There is a large blow fly that came in this P. M. when my window was open. He has twice, while I have been writing this, lighted my typewriter as independent as you please. I have twice whacked him and knocked him off; but he has survived both times. I got up just now to get another paper to try a third time but he got away again. Talk about the cat's having nine lives!

Did you see by the paper about those horrible murders here in Stoneham? If the man hadn't killed himself, I don't know what would have happened to him for doing such a dreadful thing. A little two-year-old girl, a twelve-day-old baby, and his wife! It seems impossible. They were killed in a flat that I looked at last summer before I came here. There people on the second floor - under them - were the people who moved out of that house where we stopped the day you were out here, the one I asked Ralph about because I was considering buying it. The girl of the family who used to take the little girl out for airings is one that Iva's daughter, Lois, has played with in times past. It all seems pretty near. The man must have been insane. He was a cad just the same, because he left notes trying to defame his wife's character.

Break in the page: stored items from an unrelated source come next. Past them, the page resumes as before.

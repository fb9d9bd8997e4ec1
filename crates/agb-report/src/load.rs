// SPDX-License-Identifier: MIT OR Apache-2.0
//! Run-directory loading.
//!
//! Rebuilds per-agent test records from persisted artifacts. Malformed or
//! missing artifacts are skipped with a logged warning; they never abort
//! the batch.

use agb_bench::TestMetrics;
use serde_json::Value;
use std::collections::{BTreeMap, BTreeSet};
use std::fs;
use std::path::{Path, PathBuf};
use tracing::warn;

/// Loading failures that abort the whole batch (only the run directory
/// itself being unreadable qualifies).
#[derive(Debug, thiserror::Error)]
pub enum LoadError {
    /// The run directory cannot be read at all.
    #[error("cannot read run directory {path}: {reason}")]
    RunDir {
        /// Requested path.
        path: String,
        /// Underlying failure.
        reason: String,
    },
    /// The run directory contains no loadable test records.
    #[error("no test records found under {path}")]
    Empty {
        /// Requested path.
        path: String,
    },
}

/// One reconstructed test execution.
#[derive(Debug, Clone)]
pub struct TestRecord {
    /// Test directory name (`run<N>-<prompt>`).
    pub test_name: String,
    /// Parsed `metadata.json`.
    pub metadata: TestMetrics,
    /// Parsed `response.jsonl` events (raw values).
    pub events: Vec<Value>,
    /// Union of event kinds from metadata and the event stream.
    pub event_types: BTreeSet<String>,
}

/// All reconstructed tests of one agent.
#[derive(Debug, Clone, Default)]
pub struct AgentResults {
    /// Test records keyed by test directory name.
    pub tests: BTreeMap<String, TestRecord>,
}

impl AgentResults {
    /// Union of event kinds across every test.
    pub fn event_types(&self) -> BTreeSet<String> {
        self.tests
            .values()
            .flat_map(|t| t.event_types.iter().cloned())
            .collect()
    }

    /// Metadata of tests that streamed to completion.
    pub fn successful(&self) -> Vec<&TestMetrics> {
        self.tests
            .values()
            .filter(|t| t.metadata.success)
            .map(|t| &t.metadata)
            .collect()
    }
}

/// Load every agent's records from a benchmark run directory.
pub fn load_run_dir(run_dir: &Path) -> Result<BTreeMap<String, AgentResults>, LoadError> {
    let entries = fs::read_dir(run_dir).map_err(|e| LoadError::RunDir {
        path: run_dir.display().to_string(),
        reason: e.to_string(),
    })?;

    let mut results: BTreeMap<String, AgentResults> = BTreeMap::new();

    let mut agent_dirs: Vec<PathBuf> = entries
        .filter_map(Result::ok)
        .map(|e| e.path())
        .filter(|p| p.is_dir())
        .collect();
    agent_dirs.sort();

    for agent_dir in agent_dirs {
        let Some(agent_name) = agent_dir.file_name().and_then(|n| n.to_str()) else {
            continue;
        };
        let mut agent = AgentResults::default();

        let Ok(test_entries) = fs::read_dir(&agent_dir) else {
            warn!(agent = %agent_name, "unreadable agent directory, skipping");
            continue;
        };
        let mut test_dirs: Vec<PathBuf> = test_entries
            .filter_map(Result::ok)
            .map(|e| e.path())
            .filter(|p| {
                p.is_dir()
                    && p.file_name()
                        .and_then(|n| n.to_str())
                        .is_some_and(|n| n.starts_with("run") && n.contains('-'))
            })
            .collect();
        test_dirs.sort();

        for test_dir in test_dirs {
            match load_test_dir(&test_dir) {
                Some(record) => {
                    agent.tests.insert(record.test_name.clone(), record);
                }
                None => {
                    warn!(path = %test_dir.display(), "skipping malformed test directory");
                }
            }
        }

        if !agent.tests.is_empty() {
            results.insert(agent_name.to_string(), agent);
        }
    }

    if results.is_empty() {
        return Err(LoadError::Empty {
            path: run_dir.display().to_string(),
        });
    }
    Ok(results)
}

/// Load one test directory; `None` when `metadata.json` is absent or
/// unparseable.
pub fn load_test_dir(test_dir: &Path) -> Option<TestRecord> {
    let test_name = test_dir.file_name()?.to_str()?.to_string();

    let metadata_text = fs::read_to_string(test_dir.join("metadata.json")).ok()?;
    let metadata: TestMetrics = serde_json::from_str(&metadata_text).ok()?;

    // The event stream is optional; a missing file leaves an empty vec.
    let events = fs::read_to_string(test_dir.join("response.jsonl"))
        .map(|text| agb_codec::from_jsonl(&text))
        .unwrap_or_default();

    let mut event_types: BTreeSet<String> = metadata.events.event_types.iter().cloned().collect();
    event_types.extend(
        events
            .iter()
            .filter_map(|e| e.get("type").and_then(Value::as_str))
            .map(str::to_string),
    );

    Some(TestRecord {
        test_name,
        metadata,
        events,
        event_types,
    })
}

/// Most recent run directory under the artifact root, by name ordering
/// (names are `%Y%m%d-%H%M%S` timestamps).
pub fn latest_run_dir(root: &Path) -> Option<PathBuf> {
    let mut dirs: Vec<PathBuf> = fs::read_dir(root)
        .ok()?
        .filter_map(Result::ok)
        .map(|e| e.path())
        .filter(|p| p.is_dir())
        .collect();
    dirs.sort();
    dirs.pop()
}

#[cfg(test)]
mod tests {
    use super::*;
    use serde_json::json;

    fn write_test(
        run_dir: &Path,
        agent: &str,
        test: &str,
        success: bool,
        events: &[Value],
    ) {
        let dir = run_dir.join(agent).join(test);
        fs::create_dir_all(&dir).unwrap();
        let mut metadata = TestMetrics {
            agent: agent.to_string(),
            prompt_type: "simple".to_string(),
            success,
            turn_count: 1,
            ..TestMetrics::default()
        };
        metadata.absorb_events(events);
        fs::write(
            dir.join("metadata.json"),
            serde_json::to_vec_pretty(&metadata).unwrap(),
        )
        .unwrap();
        fs::write(dir.join("response.jsonl"), agb_codec::to_jsonl(events)).unwrap();
        fs::write(dir.join("request.json"), "{}").unwrap();
    }

    fn sample_events() -> Vec<Value> {
        vec![
            json!({"type": "RUN_STARTED", "thread_id": "t", "run_id": "r"}),
            json!({"type": "TEXT_MESSAGE_CONTENT", "message_id": "m", "delta": "hi"}),
            json!({"type": "RUN_FINISHED", "thread_id": "t", "run_id": "r"}),
        ]
    }

    #[test]
    fn loads_agents_and_tests() {
        let tmp = tempfile::tempdir().unwrap();
        write_test(tmp.path(), "alpha", "run1-simple", true, &sample_events());
        write_test(tmp.path(), "alpha", "run2-simple", true, &sample_events());
        write_test(tmp.path(), "beta", "run1-simple", false, &[]);

        let results = load_run_dir(tmp.path()).unwrap();
        assert_eq!(results.len(), 2);
        assert_eq!(results["alpha"].tests.len(), 2);
        assert!(
            results["alpha"]
                .event_types()
                .contains("TEXT_MESSAGE_CONTENT")
        );
        assert_eq!(results["alpha"].successful().len(), 2);
        assert!(results["beta"].successful().is_empty());
    }

    #[test]
    fn malformed_metadata_skipped_with_warning() {
        let tmp = tempfile::tempdir().unwrap();
        write_test(tmp.path(), "alpha", "run1-simple", true, &sample_events());

        let broken = tmp.path().join("alpha").join("run2-simple");
        fs::create_dir_all(&broken).unwrap();
        fs::write(broken.join("metadata.json"), "not json").unwrap();

        let results = load_run_dir(tmp.path()).unwrap();
        assert_eq!(results["alpha"].tests.len(), 1);
    }

    #[test]
    fn missing_response_jsonl_yields_empty_events() {
        let tmp = tempfile::tempdir().unwrap();
        let dir = tmp.path().join("alpha").join("run1-simple");
        fs::create_dir_all(&dir).unwrap();
        let metadata = TestMetrics {
            agent: "alpha".to_string(),
            success: true,
            ..TestMetrics::default()
        };
        fs::write(
            dir.join("metadata.json"),
            serde_json::to_vec(&metadata).unwrap(),
        )
        .unwrap();

        let record = load_test_dir(&dir).unwrap();
        assert!(record.events.is_empty());
    }

    #[test]
    fn empty_run_dir_is_an_error() {
        let tmp = tempfile::tempdir().unwrap();
        assert!(matches!(
            load_run_dir(tmp.path()),
            Err(LoadError::Empty { .. })
        ));
    }

    #[test]
    fn latest_run_dir_picks_newest_timestamp() {
        let tmp = tempfile::tempdir().unwrap();
        fs::create_dir(tmp.path().join("20260806-110000")).unwrap();
        fs::create_dir(tmp.path().join("20260807-090000")).unwrap();
        fs::create_dir(tmp.path().join("20260805-230000")).unwrap();

        let latest = latest_run_dir(tmp.path()).unwrap();
        assert!(latest.ends_with("20260807-090000"));
    }
}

Mr. Anderson who lives here is going to bring home some butcher's linen that his firm are no longer using. If it is as good a buy as it is cracked up to be, I may buy some of it to make table scarfs, etc. [[strikethrough]] for. [[/strikethrough]] I'll tell you more about it later. He may forget it again as he has been doing for several nights. Then, too, it may not be anything that I care for.

Mrs. Smith has just been in to tell me that she has a chance to buy an Oriental rug for a $100. She hasn't the money herself, and could only pay on it by installments. Her stepdaughter has some money in the bank; but instead of asking her for it, she comes to me, throwing out hints. It seems strange to me. She says the woman wants $50 down. Inasmuch as she is a friend of hers, I don't see why she doesn't carry her isntead of expecting a stranger like myself to take money out of the bank and lose interest on it. I suppose, though, that I shall make some arrangement for her if she really wants it. I could pay her two weeks board in advance. I think that the woman would take that with a promise of weekly payments if it were put up to her rather than put the rug back in storage. The family lost out when the depression struck. They are now living in a little house down on Central street. One of the rugs went to Washington with the oldest whom I used to have in school and who now has an important position in Washington.

Well, I guess I have gabbed enough for one night.